During his time as a political prisoner in his native Sudan in the 1970s, Ibrahim El-Salahi drew on small scraps of cement casings, which he would join together to make a whole when his guards were not watching. Now 91 years old and suffering from back pain and sciatica, the ‘Godfather of African Modernism’ refuses to let pain restrict him, creating almost 200 tiny pen-and-ink drawings on medicine packets during 2016-18, from an armchair.
‘It reminds me of the time when I found paper in prison, and did sort of little images as the nucleus. So I pray and bring peace and calm in my mind that I use as imagery, which can be transmitted to other people when they see my work.’
Pain Relief features large, unique monoprint paintings transferred by screen from these small initial works.

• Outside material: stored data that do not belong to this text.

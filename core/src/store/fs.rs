//! Filesystem-backed snapshot store.
//!
//! Layout, one file per `(source, date)` key:
//!
//! ```text
//! <root>/<source>/raw/2026-08-06.txt
//! ```
//!
//! Files are newline-delimited, sorted, and written through a temp-file +
//! rename so readers never observe a half-written snapshot.

use std::collections::BTreeSet;
use std::fs;
use std::io::ErrorKind;
use std::path::{Path, PathBuf};

use anyhow::Context;
use chrono::NaiveDate;

use crate::output;

use super::SnapshotStore;

const DATE_FORMAT: &str = "%Y-%m-%d";

pub struct FsStore {
    root: PathBuf,
}

impl FsStore {
    pub fn new(root: impl Into<PathBuf>) -> Self {
        Self { root: root.into() }
    }

    fn raw_dir(&self, source: &str) -> PathBuf {
        self.root.join(source).join("raw")
    }

    fn snapshot_path(&self, source: &str, date: NaiveDate) -> PathBuf {
        self.raw_dir(source)
            .join(format!("{}.txt", date.format(DATE_FORMAT)))
    }
}

impl SnapshotStore for FsStore {
    fn put(
        &self,
        source: &str,
        date: NaiveDate,
        indicators: &BTreeSet<String>,
    ) -> anyhow::Result<()> {
        let lines: Vec<String> = indicators.iter().cloned().collect();
        let path = self.snapshot_path(source, date);
        output::write_lines(&path, &lines)
            .with_context(|| format!("failed to write snapshot {source}/{date}"))
    }

    fn get(&self, source: &str, date: NaiveDate) -> anyhow::Result<Option<BTreeSet<String>>> {
        let path = self.snapshot_path(source, date);
        let body = match fs::read_to_string(&path) {
            Ok(body) => body,
            Err(err) if err.kind() == ErrorKind::NotFound => return Ok(None),
            Err(err) => {
                return Err(err).with_context(|| format!("failed to read {}", path.display()));
            }
        };

        let indicators = body
            .lines()
            .map(str::trim)
            .filter(|line| !line.is_empty())
            .map(str::to_owned)
            .collect();
        Ok(Some(indicators))
    }

    fn list(&self, source: &str) -> anyhow::Result<Vec<NaiveDate>> {
        let dir = self.raw_dir(source);
        let entries = match fs::read_dir(&dir) {
            Ok(entries) => entries,
            Err(err) if err.kind() == ErrorKind::NotFound => return Ok(Vec::new()),
            Err(err) => {
                return Err(err).with_context(|| format!("failed to list {}", dir.display()));
            }
        };

        let mut dates = Vec::new();
        for entry in entries {
            let entry = entry?;
            if let Some(date) = parse_snapshot_name(&entry.path()) {
                dates.push(date);
            }
        }
        dates.sort_unstable();
        Ok(dates)
    }

    fn remove(&self, source: &str, date: NaiveDate) -> anyhow::Result<()> {
        let path = self.snapshot_path(source, date);
        match fs::remove_file(&path) {
            Ok(()) => Ok(()),
            Err(err) if err.kind() == ErrorKind::NotFound => Ok(()),
            Err(err) => Err(err).with_context(|| format!("failed to remove {}", path.display())),
        }
    }
}

/// Extracts the snapshot date from a `YYYY-MM-DD.txt` file name.
///
/// Anything else in the raw directory (temp files, strays) is ignored.
fn parse_snapshot_name(path: &Path) -> Option<NaiveDate> {
    if path.extension()?.to_str()? != "txt" {
        return None;
    }
    let stem = path.file_stem()?.to_str()?;
    NaiveDate::parse_from_str(stem, DATE_FORMAT).ok()
}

‘A small drawing is an artwork by itself, but at the same time when it is enlarged it works very well indeed. It has a great potential of moving from a small size to a large size – the organic growth of a picture, the work is alive. That is the nucleus. The idea of the nucleus, like the seed, if you have water and enough sunlight it can grow into a larger size. It’s the origin, that’s the main thing.’
In this, our tenth anniversary year, we are thrilled to welcome this Ibrahim El-Salahi back to the gallery. His one-room 2015 exhibition focused on the Haraza tree which grows on the banks of the Nile. Pain Relief coincides with El-Salahi’s inclusion in Il Latte dei Sogni (The Milk of Dreams) at the Venice Biennale.